Data records:
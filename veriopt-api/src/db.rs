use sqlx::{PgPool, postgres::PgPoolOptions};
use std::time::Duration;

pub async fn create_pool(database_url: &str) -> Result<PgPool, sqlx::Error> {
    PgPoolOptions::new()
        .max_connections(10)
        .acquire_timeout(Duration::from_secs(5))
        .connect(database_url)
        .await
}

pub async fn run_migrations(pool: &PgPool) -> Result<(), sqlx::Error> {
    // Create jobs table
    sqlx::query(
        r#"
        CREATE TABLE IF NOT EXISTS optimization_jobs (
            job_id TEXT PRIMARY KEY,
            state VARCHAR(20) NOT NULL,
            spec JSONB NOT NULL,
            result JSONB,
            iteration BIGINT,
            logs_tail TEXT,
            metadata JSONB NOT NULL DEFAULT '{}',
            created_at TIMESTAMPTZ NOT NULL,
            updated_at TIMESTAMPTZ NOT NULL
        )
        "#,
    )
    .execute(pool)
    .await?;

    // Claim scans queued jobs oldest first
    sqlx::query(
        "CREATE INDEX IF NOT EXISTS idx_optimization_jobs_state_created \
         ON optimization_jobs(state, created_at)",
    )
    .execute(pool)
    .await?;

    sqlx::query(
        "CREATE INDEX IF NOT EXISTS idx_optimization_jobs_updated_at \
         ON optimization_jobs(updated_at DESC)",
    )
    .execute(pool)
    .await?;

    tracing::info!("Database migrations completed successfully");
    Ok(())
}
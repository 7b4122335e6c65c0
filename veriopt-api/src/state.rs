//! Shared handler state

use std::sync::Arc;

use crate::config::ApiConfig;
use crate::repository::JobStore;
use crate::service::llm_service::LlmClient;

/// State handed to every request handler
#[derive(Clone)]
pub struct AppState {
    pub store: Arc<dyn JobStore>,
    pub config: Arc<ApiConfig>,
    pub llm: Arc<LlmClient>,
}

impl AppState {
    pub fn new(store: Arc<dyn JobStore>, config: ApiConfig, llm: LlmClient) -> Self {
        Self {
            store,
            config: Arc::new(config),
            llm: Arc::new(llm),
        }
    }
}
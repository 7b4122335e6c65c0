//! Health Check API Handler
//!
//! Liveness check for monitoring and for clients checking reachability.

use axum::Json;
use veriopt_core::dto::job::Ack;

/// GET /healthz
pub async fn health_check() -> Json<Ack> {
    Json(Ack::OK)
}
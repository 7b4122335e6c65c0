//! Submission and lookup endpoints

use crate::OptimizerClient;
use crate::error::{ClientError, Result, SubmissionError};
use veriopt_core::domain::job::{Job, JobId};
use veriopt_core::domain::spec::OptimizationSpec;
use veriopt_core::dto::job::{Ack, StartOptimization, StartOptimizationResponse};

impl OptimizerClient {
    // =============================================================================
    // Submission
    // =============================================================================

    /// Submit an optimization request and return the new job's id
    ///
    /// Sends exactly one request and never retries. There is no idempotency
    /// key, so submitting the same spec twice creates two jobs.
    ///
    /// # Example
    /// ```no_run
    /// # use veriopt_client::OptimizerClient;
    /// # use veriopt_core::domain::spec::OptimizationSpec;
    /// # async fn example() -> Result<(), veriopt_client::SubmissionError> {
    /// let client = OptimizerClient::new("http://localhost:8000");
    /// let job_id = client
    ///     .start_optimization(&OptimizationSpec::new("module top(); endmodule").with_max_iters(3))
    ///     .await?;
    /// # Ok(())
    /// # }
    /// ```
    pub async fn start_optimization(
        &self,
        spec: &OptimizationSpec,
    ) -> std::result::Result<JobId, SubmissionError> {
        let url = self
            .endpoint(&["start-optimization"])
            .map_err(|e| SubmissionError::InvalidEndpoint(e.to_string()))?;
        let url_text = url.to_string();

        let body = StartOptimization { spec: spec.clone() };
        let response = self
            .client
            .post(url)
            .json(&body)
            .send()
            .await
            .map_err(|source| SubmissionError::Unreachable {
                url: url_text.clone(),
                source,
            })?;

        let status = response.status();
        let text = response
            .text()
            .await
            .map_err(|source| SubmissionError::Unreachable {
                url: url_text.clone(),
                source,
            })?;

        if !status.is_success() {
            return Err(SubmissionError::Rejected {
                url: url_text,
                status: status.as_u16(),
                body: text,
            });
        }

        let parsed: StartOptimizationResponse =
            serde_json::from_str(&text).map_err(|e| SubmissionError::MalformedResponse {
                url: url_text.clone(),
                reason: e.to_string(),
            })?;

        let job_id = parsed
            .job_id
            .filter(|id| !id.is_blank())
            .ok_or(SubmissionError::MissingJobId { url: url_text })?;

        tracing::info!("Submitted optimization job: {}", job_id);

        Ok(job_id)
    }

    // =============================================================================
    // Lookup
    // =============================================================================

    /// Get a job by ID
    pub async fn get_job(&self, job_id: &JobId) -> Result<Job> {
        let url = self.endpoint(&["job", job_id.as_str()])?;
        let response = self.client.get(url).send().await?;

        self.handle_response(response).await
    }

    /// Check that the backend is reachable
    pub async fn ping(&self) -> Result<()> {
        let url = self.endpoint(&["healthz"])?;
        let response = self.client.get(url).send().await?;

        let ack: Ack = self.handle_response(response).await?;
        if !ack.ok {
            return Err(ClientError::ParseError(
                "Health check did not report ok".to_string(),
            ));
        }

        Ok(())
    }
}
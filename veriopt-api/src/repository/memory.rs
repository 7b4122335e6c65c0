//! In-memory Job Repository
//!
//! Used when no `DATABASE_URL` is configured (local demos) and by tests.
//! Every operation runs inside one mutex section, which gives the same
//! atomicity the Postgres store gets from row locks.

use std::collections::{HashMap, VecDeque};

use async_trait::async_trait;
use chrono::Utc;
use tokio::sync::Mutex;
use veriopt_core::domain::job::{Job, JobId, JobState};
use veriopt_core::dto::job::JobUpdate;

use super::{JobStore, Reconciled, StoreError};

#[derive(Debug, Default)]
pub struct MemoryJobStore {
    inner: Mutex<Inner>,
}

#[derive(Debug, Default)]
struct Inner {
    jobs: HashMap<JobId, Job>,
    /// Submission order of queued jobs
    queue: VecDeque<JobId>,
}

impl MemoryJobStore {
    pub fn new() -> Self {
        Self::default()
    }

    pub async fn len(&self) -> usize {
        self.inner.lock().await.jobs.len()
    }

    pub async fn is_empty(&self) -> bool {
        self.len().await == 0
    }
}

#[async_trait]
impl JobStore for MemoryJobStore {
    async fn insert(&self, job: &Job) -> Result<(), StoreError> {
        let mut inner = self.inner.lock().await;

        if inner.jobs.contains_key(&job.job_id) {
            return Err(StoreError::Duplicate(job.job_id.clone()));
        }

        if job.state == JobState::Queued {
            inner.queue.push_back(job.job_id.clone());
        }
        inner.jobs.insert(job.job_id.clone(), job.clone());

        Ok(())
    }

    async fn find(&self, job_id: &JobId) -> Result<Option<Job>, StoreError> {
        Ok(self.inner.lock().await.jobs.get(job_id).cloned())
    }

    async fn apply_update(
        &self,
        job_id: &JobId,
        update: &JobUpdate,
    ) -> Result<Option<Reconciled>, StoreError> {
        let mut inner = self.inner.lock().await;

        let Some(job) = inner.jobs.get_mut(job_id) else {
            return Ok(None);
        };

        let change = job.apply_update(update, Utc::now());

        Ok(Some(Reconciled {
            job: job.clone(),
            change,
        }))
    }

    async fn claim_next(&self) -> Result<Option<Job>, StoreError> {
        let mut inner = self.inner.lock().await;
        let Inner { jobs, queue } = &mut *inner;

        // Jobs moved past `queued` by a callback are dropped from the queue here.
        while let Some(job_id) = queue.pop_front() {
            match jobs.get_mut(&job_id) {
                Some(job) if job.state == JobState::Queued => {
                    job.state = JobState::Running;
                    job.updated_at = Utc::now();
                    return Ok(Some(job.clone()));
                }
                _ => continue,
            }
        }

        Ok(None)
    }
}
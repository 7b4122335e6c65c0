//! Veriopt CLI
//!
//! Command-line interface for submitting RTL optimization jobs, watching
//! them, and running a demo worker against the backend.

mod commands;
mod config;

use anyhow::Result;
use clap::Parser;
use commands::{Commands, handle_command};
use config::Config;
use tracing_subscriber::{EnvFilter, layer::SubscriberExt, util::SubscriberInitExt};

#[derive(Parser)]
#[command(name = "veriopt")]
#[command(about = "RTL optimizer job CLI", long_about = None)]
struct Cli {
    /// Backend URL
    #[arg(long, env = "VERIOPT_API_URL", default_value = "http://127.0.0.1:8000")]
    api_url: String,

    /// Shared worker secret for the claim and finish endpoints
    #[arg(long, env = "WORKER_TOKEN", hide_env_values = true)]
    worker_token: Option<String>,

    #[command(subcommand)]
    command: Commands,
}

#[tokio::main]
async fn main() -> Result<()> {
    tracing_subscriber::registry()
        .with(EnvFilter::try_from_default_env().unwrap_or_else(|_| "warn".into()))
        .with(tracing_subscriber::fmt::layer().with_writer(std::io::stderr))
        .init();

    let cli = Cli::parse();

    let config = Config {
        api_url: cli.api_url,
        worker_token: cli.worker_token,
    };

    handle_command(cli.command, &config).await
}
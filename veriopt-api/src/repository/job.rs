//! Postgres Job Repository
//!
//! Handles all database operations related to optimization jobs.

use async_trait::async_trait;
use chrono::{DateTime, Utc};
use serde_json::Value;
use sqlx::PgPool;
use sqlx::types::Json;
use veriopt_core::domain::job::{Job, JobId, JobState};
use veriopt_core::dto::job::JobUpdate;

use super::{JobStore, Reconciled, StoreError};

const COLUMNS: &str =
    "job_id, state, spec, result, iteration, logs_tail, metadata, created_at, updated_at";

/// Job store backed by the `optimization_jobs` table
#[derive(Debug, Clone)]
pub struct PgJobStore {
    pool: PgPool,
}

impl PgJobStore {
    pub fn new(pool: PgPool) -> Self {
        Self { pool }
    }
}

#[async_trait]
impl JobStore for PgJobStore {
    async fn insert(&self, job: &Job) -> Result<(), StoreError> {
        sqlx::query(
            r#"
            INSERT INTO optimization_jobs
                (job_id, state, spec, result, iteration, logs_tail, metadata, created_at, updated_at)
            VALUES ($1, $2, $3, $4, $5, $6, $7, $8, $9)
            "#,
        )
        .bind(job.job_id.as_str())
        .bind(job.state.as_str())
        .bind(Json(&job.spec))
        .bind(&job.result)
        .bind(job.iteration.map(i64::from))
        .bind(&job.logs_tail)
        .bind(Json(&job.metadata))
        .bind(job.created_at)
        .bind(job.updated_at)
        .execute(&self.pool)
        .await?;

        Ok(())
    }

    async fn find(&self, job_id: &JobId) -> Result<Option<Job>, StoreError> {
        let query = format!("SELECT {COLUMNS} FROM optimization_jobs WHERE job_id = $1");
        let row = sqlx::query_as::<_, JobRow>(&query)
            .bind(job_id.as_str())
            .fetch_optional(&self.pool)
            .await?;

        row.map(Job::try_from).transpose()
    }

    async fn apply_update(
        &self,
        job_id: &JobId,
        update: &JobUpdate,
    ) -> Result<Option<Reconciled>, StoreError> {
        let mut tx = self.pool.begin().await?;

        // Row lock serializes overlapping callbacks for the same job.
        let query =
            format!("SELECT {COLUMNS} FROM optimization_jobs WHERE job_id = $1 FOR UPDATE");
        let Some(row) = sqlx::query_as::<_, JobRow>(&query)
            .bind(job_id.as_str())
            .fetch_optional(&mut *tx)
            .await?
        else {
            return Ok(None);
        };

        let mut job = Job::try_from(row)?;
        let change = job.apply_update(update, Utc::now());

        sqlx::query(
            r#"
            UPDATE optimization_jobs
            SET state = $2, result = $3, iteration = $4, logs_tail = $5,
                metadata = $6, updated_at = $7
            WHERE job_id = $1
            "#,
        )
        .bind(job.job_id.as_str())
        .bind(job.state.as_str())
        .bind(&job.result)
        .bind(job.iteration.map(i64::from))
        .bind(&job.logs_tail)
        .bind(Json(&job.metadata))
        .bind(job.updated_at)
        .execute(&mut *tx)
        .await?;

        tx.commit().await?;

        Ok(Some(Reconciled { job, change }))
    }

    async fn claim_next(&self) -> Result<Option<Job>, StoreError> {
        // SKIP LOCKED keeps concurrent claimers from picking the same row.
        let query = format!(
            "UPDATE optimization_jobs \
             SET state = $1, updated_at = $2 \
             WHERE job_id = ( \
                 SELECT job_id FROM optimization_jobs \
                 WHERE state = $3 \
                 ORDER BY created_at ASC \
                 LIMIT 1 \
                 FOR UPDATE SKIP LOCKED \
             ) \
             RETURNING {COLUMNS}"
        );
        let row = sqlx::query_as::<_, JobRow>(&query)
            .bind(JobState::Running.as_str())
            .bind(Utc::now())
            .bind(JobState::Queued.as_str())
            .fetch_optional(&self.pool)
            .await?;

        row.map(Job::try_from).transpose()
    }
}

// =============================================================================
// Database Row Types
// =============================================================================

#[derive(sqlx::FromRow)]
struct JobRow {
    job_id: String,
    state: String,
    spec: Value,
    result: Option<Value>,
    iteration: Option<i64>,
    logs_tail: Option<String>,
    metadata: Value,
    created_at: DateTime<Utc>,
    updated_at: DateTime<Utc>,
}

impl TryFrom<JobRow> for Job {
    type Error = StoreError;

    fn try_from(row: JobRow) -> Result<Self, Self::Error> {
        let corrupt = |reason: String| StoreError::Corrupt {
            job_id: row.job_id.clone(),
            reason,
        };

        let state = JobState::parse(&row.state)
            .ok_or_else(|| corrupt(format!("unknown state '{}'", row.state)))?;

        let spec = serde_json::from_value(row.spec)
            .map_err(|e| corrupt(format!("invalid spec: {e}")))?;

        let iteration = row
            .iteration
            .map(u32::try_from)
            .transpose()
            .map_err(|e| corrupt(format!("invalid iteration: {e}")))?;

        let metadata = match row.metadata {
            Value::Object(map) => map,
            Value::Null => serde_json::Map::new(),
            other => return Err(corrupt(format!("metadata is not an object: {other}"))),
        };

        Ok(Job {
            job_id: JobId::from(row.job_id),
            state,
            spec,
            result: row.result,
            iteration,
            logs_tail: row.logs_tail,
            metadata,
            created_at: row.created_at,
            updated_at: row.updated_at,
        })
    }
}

_EXERCISE_: Take every line from the data above that holds "impl" and copy it out.

_WRITTEN SOLUTION_:
impl AppState {
impl OptimizerClient {
impl MemoryJobStore {
impl JobStore for MemoryJobStore {
impl PgJobStore {
impl JobStore for PgJobStore {
impl TryFrom<JobRow> for Job {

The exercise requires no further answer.